# XP Home Edition Logon Failure: The user has not been granted the requested



## zillah (Mar 18, 2005)

http://www.techsupportforum.com/f13...n-granted-the-requested-logon-type-66647.html

http://www.google.com.au/search?hl=...requested+logon+type+at+this+computer&spell=1

http://www.computing.net/answers/networking/cant-access-one-computer-on-net/25769.html

I have got Desktop with XP Home Edition and Laptop with XP Prof SP3

On Desktop when I typed in \\Laptop\C$ or \\Laptop\D$ , I have got no problem to access Desktop.

On Laptop when I typed in \\Desktop\C$ or \\Desktop\E$ , I would be presented with this error:



> Logon Failure: The user has not been granted the requested logon type at this computer.


There is no firewall, I do not have same accounts and passwords on both computers (although I tried that and it did not work).

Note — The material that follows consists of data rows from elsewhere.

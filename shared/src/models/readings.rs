//! Environmental reading models

use serde::{Deserialize, Serialize};

use crate::types::GpsCoordinates;

/// A bundle of environmental measurements for one location at one point in time.
///
/// Produced fresh for every advisory request and embedded into the prompt and
/// the persisted record. Missing sensor values are represented as `0.0`, never
/// as an absent field, so a prompt can always be rendered from a bundle.
#[derive(Debug, Clone, Copy, PartialEq, Serialize, Deserialize)]
pub struct ReadingBundle {
    pub latitude: f64,
    pub longitude: f64,
    /// Volumetric soil moisture (%)
    pub soil_moisture: f64,
    /// Soil temperature (°C)
    pub soil_temperature: f64,
    /// Electrical conductivity / salinity (dS/m)
    pub electrical_conductivity: f64,
    pub soil_ph: f64,
    /// Relative air humidity (%)
    pub relative_humidity: f64,
    /// Solar radiation (W/m²)
    pub solar_radiation: f64,
    /// Soil nitrate concentration (ppm)
    pub nitrate_ppm: f64,
}

impl ReadingBundle {
    /// A bundle with every measurement at zero, used when no data source answers.
    pub fn empty(location: GpsCoordinates) -> Self {
        Self {
            latitude: location.latitude,
            longitude: location.longitude,
            soil_moisture: 0.0,
            soil_temperature: 0.0,
            electrical_conductivity: 0.0,
            soil_ph: 0.0,
            relative_humidity: 0.0,
            solar_radiation: 0.0,
            nitrate_ppm: 0.0,
        }
    }

    pub fn location(&self) -> GpsCoordinates {
        GpsCoordinates::new(self.latitude, self.longitude)
    }
}
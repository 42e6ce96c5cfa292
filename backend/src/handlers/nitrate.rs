//! HTTP handlers for nitrate status

use axum::{extract::State, Json};
use chrono::{DateTime, Utc};
use serde::{Deserialize, Serialize};
use shared::NitrateStatus;
use uuid::Uuid;

use super::{coordinates, ApiQuery};
use crate::error::AppResult;
use crate::middleware::CurrentUser;
use crate::services::RequestContext;
use crate::AppState;

/// Query parameters for nitrate status
#[derive(Debug, Deserialize)]
pub struct NitrateStatusQuery {
    pub latitude: f64,
    pub longitude: f64,
    pub farm_id: Option<Uuid>,
}

#[derive(Debug, Serialize)]
pub struct NitrateStatusResponse {
    #[serde(flatten)]
    pub status: NitrateStatus,
    pub fallback: bool,
    pub timestamp: DateTime<Utc>,
}

/// Assess the current nitrate level at a location
pub async fn get_nitrate_status(
    State(state): State<AppState>,
    current_user: CurrentUser,
    ApiQuery(query): ApiQuery<NitrateStatusQuery>,
) -> AppResult<Json<NitrateStatusResponse>> {
    let location = coordinates(query.latitude, query.longitude)?;

    let ctx = RequestContext {
        user_id: current_user.0.user_id,
        farm_id: query.farm_id,
        location: Some(location),
    };
    let run = state.services.nitrate_status(&ctx).await?;

    Ok(Json(NitrateStatusResponse {
        fallback: run.is_fallback(),
        timestamp: run.generated_at,
        status: run.result,
    }))
}
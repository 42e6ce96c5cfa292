//! Domain models for the agricultural advisory platform

mod advisory;
mod crop;
mod irrigation;
mod nitrate;
mod nutrient;
mod readings;
mod soil;
mod weather;

pub use advisory::*;
pub use crop::*;
pub use irrigation::*;
pub use nitrate::*;
pub use nutrient::*;
pub use readings::*;
pub use soil::*;
pub use weather::*;
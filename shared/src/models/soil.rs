//! Soil image classification models

use serde::{Deserialize, Serialize};

/// Soil types the classifier is allowed to report
pub const SOIL_TYPES: [&str; 8] = [
    "Sandy Soil",
    "Clayey Soil",
    "Loamy Soil",
    "Silt Soil",
    "Peat Soil",
    "Black Soil",
    "Red Soil",
    "Alluvial Soil",
];

/// Label used for anything outside [`SOIL_TYPES`]
pub const UNKNOWN_SOIL_TYPE: &str = "Unknown";

/// Result of classifying a soil photograph
#[derive(Debug, Clone, PartialEq, Serialize, Deserialize)]
pub struct SoilClassification {
    pub soil_type: String,
    /// Confidence from 0 to 1
    pub confidence: f64,
    /// Failure text on fallback results, empty for model answers
    #[serde(default, skip_serializing_if = "String::is_empty")]
    pub message: String,
}

/// Map a model-reported soil type onto the known list.
///
/// Matching ignores case and surrounding whitespace, and accepts the bare
/// name without the "Soil" suffix ("loamy" → "Loamy Soil").
pub fn normalize_soil_type(reported: &str) -> &'static str {
    let wanted = reported.trim().to_ascii_lowercase();
    SOIL_TYPES
        .iter()
        .find(|known| {
            let known = known.to_ascii_lowercase();
            known == wanted || known.trim_end_matches(" soil") == wanted
        })
        .copied()
        .unwrap_or(UNKNOWN_SOIL_TYPE)
}
//! HTTP handlers for the advisory API

pub mod crop;
pub mod health;
pub mod irrigation;
pub mod nitrate;
pub mod nutrient;
pub mod soil;

pub use crop::recommend_crops;
pub use health::health_check;
pub use irrigation::create_irrigation_schedule;
pub use nitrate::get_nitrate_status;
pub use nutrient::create_nutrient_plan;
pub use soil::analyze_soil_image;

use axum::extract::{FromRequest, FromRequestParts};
use shared::{validate_coordinates, GpsCoordinates};

use crate::error::{AppError, AppResult};

/// JSON body extractor that rejects malformed input as a validation error
#[derive(FromRequest)]
#[from_request(via(axum::Json), rejection(AppError))]
pub struct ApiJson<T>(pub T);

/// Query string extractor that rejects malformed input as a validation error
#[derive(FromRequestParts)]
#[from_request(via(axum::extract::Query), rejection(AppError))]
pub struct ApiQuery<T>(pub T);

/// Check a coordinate pair and turn it into [`GpsCoordinates`]
pub(crate) fn coordinates(latitude: f64, longitude: f64) -> AppResult<GpsCoordinates> {
    validate_coordinates(latitude, longitude)
        .map_err(|(field, message)| AppError::validation(field, message))?;
    Ok(GpsCoordinates::new(latitude, longitude))
}

/// Reject text parameters that are blank after trimming
pub(crate) fn require_text(field: &str, value: &str) -> AppResult<String> {
    let trimmed = value.trim();
    if trimmed.is_empty() {
        return Err(AppError::validation(field, format!("{} must not be empty", field)));
    }
    Ok(trimmed.to_string())
}
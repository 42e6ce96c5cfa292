//! HTTP handlers for nutrient plans

use axum::{extract::State, Json};
use chrono::{DateTime, Utc};
use serde::{Deserialize, Serialize};
use shared::{FertilizerRecommendation, NutrientParams};
use uuid::Uuid;
use validator::Validate;

use super::{coordinates, require_text, ApiJson};
use crate::error::AppResult;
use crate::middleware::CurrentUser;
use crate::services::RequestContext;
use crate::AppState;

/// Request body for a nutrient plan
#[derive(Debug, Deserialize, Validate)]
pub struct NutrientPlanRequest {
    pub farm_id: Uuid,
    #[validate(length(min = 1, max = 100, message = "crop_name must be 1-100 characters"))]
    pub crop_name: String,
    #[validate(length(min = 1, max = 100, message = "soil_type must be 1-100 characters"))]
    pub soil_type: String,
    #[validate(length(min = 1, max = 50, message = "season must be 1-50 characters"))]
    pub season: String,
    #[validate(length(min = 1, max = 50, message = "zone must be 1-50 characters"))]
    pub zone: String,
    pub latitude: f64,
    pub longitude: f64,
}

#[derive(Debug, Serialize)]
pub struct NutrientPlanResponse {
    pub crop_name: String,
    pub plan_details: Vec<FertilizerRecommendation>,
    pub fallback: bool,
    pub timestamp: DateTime<Utc>,
}

/// Create a nutrient plan for a crop on a farm
pub async fn create_nutrient_plan(
    State(state): State<AppState>,
    current_user: CurrentUser,
    ApiJson(input): ApiJson<NutrientPlanRequest>,
) -> AppResult<Json<NutrientPlanResponse>> {
    let location = coordinates(input.latitude, input.longitude)?;
    input.validate()?;

    let params = NutrientParams {
        crop_name: require_text("crop_name", &input.crop_name)?,
        soil_type: require_text("soil_type", &input.soil_type)?,
        season: require_text("season", &input.season)?,
        zone: require_text("zone", &input.zone)?,
    };
    let crop_name = params.crop_name.clone();

    let ctx = RequestContext {
        user_id: current_user.0.user_id,
        farm_id: Some(input.farm_id),
        location: Some(location),
    };
    let run = state.services.nutrient_plan(&ctx, params).await?;

    Ok(Json(NutrientPlanResponse {
        crop_name,
        fallback: run.is_fallback(),
        timestamp: run.generated_at,
        plan_details: run.result.plan_details,
    }))
}
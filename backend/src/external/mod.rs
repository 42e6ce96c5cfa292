//! External API integrations
//!
//! Each upstream sits behind a trait so the advisory services can be driven
//! by stubs in tests. Implementations are built once at startup and shared
//! as `Arc<dyn ...>`.

use async_trait::async_trait;
use shared::{GpsCoordinates, PromptText, WeatherForecast};

use crate::error::AppResult;

pub mod gemini;
pub mod open_meteo;

pub use gemini::GeminiClient;
pub use open_meteo::OpenMeteoClient;

/// Image attached to a model request
#[derive(Debug, Clone)]
pub struct ImageInput {
    /// MIME type as uploaded, e.g. `image/jpeg`
    pub mime_type: String,
    pub bytes: Vec<u8>,
}

/// Sends one prompt to the generative model and returns its raw text reply.
///
/// Exactly one outbound request per call. Any transport failure, timeout,
/// non-success status or empty reply is `AppError::UpstreamUnavailable`.
#[async_trait]
pub trait AiGateway: Send + Sync {
    async fn complete(&self, prompt: &PromptText, image: Option<&ImageInput>)
        -> AppResult<String>;
}

/// Daily forecast source for irrigation planning
#[async_trait]
pub trait WeatherProvider: Send + Sync {
    async fn daily_forecast(&self, location: GpsCoordinates) -> AppResult<WeatherForecast>;
}
//! HTTP handlers for crop recommendations

use axum::{extract::State, Json};
use chrono::{DateTime, Utc};
use serde::{Deserialize, Serialize};
use shared::{CropParams, CropRecommendation};
use uuid::Uuid;
use validator::Validate;

use super::{coordinates, require_text, ApiJson};
use crate::error::AppResult;
use crate::middleware::CurrentUser;
use crate::services::RequestContext;
use crate::AppState;

/// Request body for crop recommendations
#[derive(Debug, Deserialize, Validate)]
pub struct CropRecommendationRequest {
    pub farm_id: Uuid,
    #[validate(length(min = 1, max = 100, message = "soil_type must be 1-100 characters"))]
    pub soil_type: String,
    pub latitude: f64,
    pub longitude: f64,
}

#[derive(Debug, Serialize)]
pub struct CropRecommendationResponse {
    pub recommendations: Vec<CropRecommendation>,
    pub fallback: bool,
    pub timestamp: DateTime<Utc>,
}

/// Recommend crops for a farm
pub async fn recommend_crops(
    State(state): State<AppState>,
    current_user: CurrentUser,
    ApiJson(input): ApiJson<CropRecommendationRequest>,
) -> AppResult<Json<CropRecommendationResponse>> {
    let location = coordinates(input.latitude, input.longitude)?;
    input.validate()?;
    let soil_type = require_text("soil_type", &input.soil_type)?;

    let ctx = RequestContext {
        user_id: current_user.0.user_id,
        farm_id: Some(input.farm_id),
        location: Some(location),
    };
    let run = state
        .services
        .recommend_crops(&ctx, CropParams { soil_type })
        .await?;

    Ok(Json(CropRecommendationResponse {
        fallback: run.is_fallback(),
        timestamp: run.generated_at,
        recommendations: run.result.recommendations,
    }))
}
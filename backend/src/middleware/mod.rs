//! Request middleware

pub mod auth;

pub use auth::{auth_middleware, AuthUser, CurrentUser};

Option for " Use simple file sharing " is unchecked.

Any help 

Thanks


----------



## zillah (Mar 18, 2005)

Group policy edition does not work with Home Edition 

http://www.tech-archive.net/Archive...blic.win2000.networking/2008-01/msg00026.html


----------



## johnwill (Sep 26, 2002)

_*Quote from: **http://www.computing.net/answers/windows-xp/xp-home-network-access-grief/129056.html*_


> "If you have win xp home edition, this is the only way to get over the problem as the local settings & security policy are not available in Administration Tools.
> 
> As far as I know, user rights policies applies to WinXP Home as well, you just don't have a builtin GUI tool to see/change them.
> 
> ...


----------